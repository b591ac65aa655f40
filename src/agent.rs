//! Agent records exchanged during discovery
//!
//! [`AgentDetails`] is what a responder advertises about the local agent,
//! [`DiscoveredAgent`] is what a requestor collects from each response.

use crate::{
    config::DiscoveryConfig,
    error::{DiscoveryError, Result},
    message::{DiscoveryMessage, Payload},
    types::ServerInfo,
    utils::network::guess_local_address,
};
use chrono::{DateTime, Utc};
use serde::{Deserialize, Serialize};
use std::{
    collections::BTreeMap,
    net::{IpAddr, Ipv4Addr, SocketAddr},
};
use tracing::debug;

/// Confidence for a URL set explicitly in the configuration
pub const CONFIDENCE_CONFIGURED: u8 = 100;
/// Confidence for a URL built from a guessed interface address
pub const CONFIDENCE_GUESSED: u8 = 50;
/// Confidence for a URL that falls back to loopback
pub const CONFIDENCE_LOOPBACK: u8 = 10;

/// Facts the local agent advertises in discovery responses
#[derive(Debug, Clone, PartialEq, Eq, Serialize, Deserialize)]
pub struct AgentDetails {
    url: Option<String>,
    confidence: Option<u8>,
    secured: Option<bool>,
    version: String,
}

impl AgentDetails {
    /// Agent without a known URL
    pub fn new<S: Into<String>>(version: S) -> Self {
        Self {
            url: None,
            confidence: None,
            secured: None,
            version: version.into(),
        }
    }

    /// Derive the advertised facts from configuration
    ///
    /// A configured URL is trusted fully. Otherwise the URL is built from the
    /// first non-loopback interface address, or from loopback with a low
    /// confidence when no other interface exists.
    pub fn from_config(config: &DiscoveryConfig) -> Self {
        let details = Self::new(config.agent_version());
        let details = match config.secured() {
            Some(secured) => details.with_secured(secured),
            None => details,
        };

        if let Some(url) = config.agent_url() {
            return details.with_url(url, CONFIDENCE_CONFIGURED);
        }

        let (address, confidence) = match guess_local_address() {
            Some(address) => (address, CONFIDENCE_GUESSED),
            None => {
                debug!("No routable interface found, advertising loopback");
                (IpAddr::V4(Ipv4Addr::LOCALHOST), CONFIDENCE_LOOPBACK)
            }
        };
        let scheme = if config.secured() == Some(true) { "https" } else { "http" };
        let url = format!(
            "{}://{}{}",
            scheme,
            SocketAddr::new(address, config.agent_port()),
            config.agent_path()
        );
        details.with_url(url, confidence)
    }

    /// Set the URL and the confidence in it; confidence is capped at 100
    pub fn with_url<S: Into<String>>(mut self, url: S, confidence: u8) -> Self {
        self.url = Some(url.into());
        self.confidence = Some(confidence.min(100));
        self
    }

    /// Set whether the URL requires authentication
    pub fn with_secured(mut self, secured: bool) -> Self {
        self.secured = Some(secured);
        self
    }

    /// Advertised URL
    pub fn url(&self) -> Option<&str> {
        self.url.as_deref()
    }

    /// Confidence in the advertised URL
    pub fn confidence(&self) -> Option<u8> {
        self.confidence
    }

    /// Whether the URL is secured, if known
    pub fn secured(&self) -> Option<bool> {
        self.secured
    }

    /// Agent version
    pub fn version(&self) -> &str {
        &self.version
    }

    /// Payload fields of a response describing this agent
    ///
    /// Unknown facts are left out rather than sent empty.
    pub fn to_payload(&self, server: Option<&ServerInfo>) -> Vec<(Payload, String)> {
        let mut fields = Vec::new();
        if let Some(url) = &self.url {
            fields.push((Payload::Url, url.clone()));
        }
        if let Some(confidence) = self.confidence {
            fields.push((Payload::Confidence, confidence.to_string()));
        }
        if let Some(secured) = self.secured {
            fields.push((Payload::Secured, if secured { "1" } else { "0" }.to_string()));
        }
        if let Some(server) = server {
            let known = [
                (Payload::ServerVendor, &server.vendor),
                (Payload::ServerProduct, &server.product),
                (Payload::ServerVersion, &server.version),
            ];
            for (key, value) in known {
                if let Some(value) = value {
                    fields.push((key, value.clone()));
                }
            }
        }
        fields.push((Payload::Version, self.version.clone()));
        fields
    }
}

/// An agent found by a discovery request
#[derive(Debug, Clone, PartialEq, Eq, Serialize, Deserialize)]
pub struct DiscoveredAgent {
    /// Address the response came from
    pub source: SocketAddr,
    /// When the response was received
    pub discovered_at: DateTime<Utc>,
    /// Advertised agent URL
    pub url: Option<String>,
    /// Confidence in the URL (0-100)
    pub confidence: Option<u8>,
    /// Whether the URL is secured
    pub secured: Option<bool>,
    /// Server the agent runs in
    pub server: ServerInfo,
    /// Agent version
    pub agent_version: Option<String>,
    /// Fields this library does not interpret
    pub extra: BTreeMap<String, String>,
}

impl DiscoveredAgent {
    /// Build the record for a response received from `source`
    pub fn from_message(message: &DiscoveryMessage, source: SocketAddr) -> Result<Self> {
        if !message.is_response() {
            return Err(DiscoveryError::malformed(format!(
                "expected a response from {source}, got {}",
                message.kind()
            )));
        }

        let text = |key: Payload| message.get(&key).map(str::to_string);
        let extra = message
            .payload()
            .iter()
            .filter_map(|(key, value)| match key {
                Payload::Other(name) => Some((name.clone(), value.clone())),
                _ => None,
            })
            .collect();

        Ok(Self {
            source,
            discovered_at: Utc::now(),
            url: text(Payload::Url),
            confidence: message.confidence(),
            secured: message.secured(),
            server: ServerInfo {
                vendor: text(Payload::ServerVendor),
                product: text(Payload::ServerProduct),
                version: text(Payload::ServerVersion),
            },
            agent_version: text(Payload::Version),
            extra,
        })
    }
}

#[cfg(test)]
mod tests {
    use super::*;

    #[test]
    fn test_configured_url() {
        let config = DiscoveryConfig::new()
            .with_agent_url("http://10.0.0.5:8778/agent")
            .with_secured(false);
        let details = AgentDetails::from_config(&config);
        assert_eq!(details.url(), Some("http://10.0.0.5:8778/agent"));
        assert_eq!(details.confidence(), Some(CONFIDENCE_CONFIGURED));
        assert_eq!(details.secured(), Some(false));
        assert_eq!(details.version(), env!("CARGO_PKG_VERSION"));
    }

    #[test]
    fn test_guessed_url() {
        let details = AgentDetails::from_config(&DiscoveryConfig::new().with_agent_port(9999));
        let url = details.url().unwrap_or_default();
        assert!(url.starts_with("http://"));
        assert!(url.ends_with(":9999/agent"));
        match details.confidence() {
            Some(CONFIDENCE_LOOPBACK) => assert!(url.contains("127.0.0.1")),
            Some(confidence) => assert_eq!(confidence, CONFIDENCE_GUESSED),
            None => panic!("guessed URL without confidence"),
        }
    }

    #[test]
    fn test_payload_omits_unknown() {
        let details = AgentDetails::new("1.2.3").with_url("http://a:1/agent", 250);
        let fields = details.to_payload(Some(&ServerInfo::new().with_product("tomcat")));
        assert_eq!(
            fields,
            vec![
                (Payload::Url, "http://a:1/agent".to_string()),
                (Payload::Confidence, "100".to_string()),
                (Payload::ServerProduct, "tomcat".to_string()),
                (Payload::Version, "1.2.3".to_string()),
            ]
        );
    }

    #[test]
    fn test_discovered_agent_from_response() -> Result<()> {
        let message = DiscoveryMessage::from_bytes(
            b"type:RESPONSE\nURL:http://10.0.0.5:8778/agent\nCONFIDENCE:50\nSECURED:1\n\
              SERVER_VENDOR:Apache\nVERSION:2.0.0\nX_ZONE:eu\n",
        )?;
        let source: SocketAddr = "10.0.0.5:40000".parse().unwrap();
        let agent = DiscoveredAgent::from_message(&message, source)?;

        assert_eq!(agent.source, source);
        assert_eq!(agent.url.as_deref(), Some("http://10.0.0.5:8778/agent"));
        assert_eq!(agent.confidence, Some(50));
        assert_eq!(agent.secured, Some(true));
        assert_eq!(agent.server.vendor.as_deref(), Some("Apache"));
        assert!(agent.server.product.is_none());
        assert_eq!(agent.agent_version.as_deref(), Some("2.0.0"));
        assert_eq!(agent.extra.get("X_ZONE").map(String::as_str), Some("eu"));
        Ok(())
    }

    #[test]
    fn test_query_is_not_an_agent() -> Result<()> {
        let source: SocketAddr = "10.0.0.5:40000".parse().unwrap();
        let err = DiscoveredAgent::from_message(&DiscoveryMessage::query()?, source).unwrap_err();
        assert!(matches!(err, DiscoveryError::MalformedMessage(_)));
        Ok(())
    }
}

···

▶ [TASK PROMPT] Looking at the records above, state the number of lines where the word "extra" occurs, and write nothing beyond it.

▶ [OUTPUT OF THE EXERCISE] 4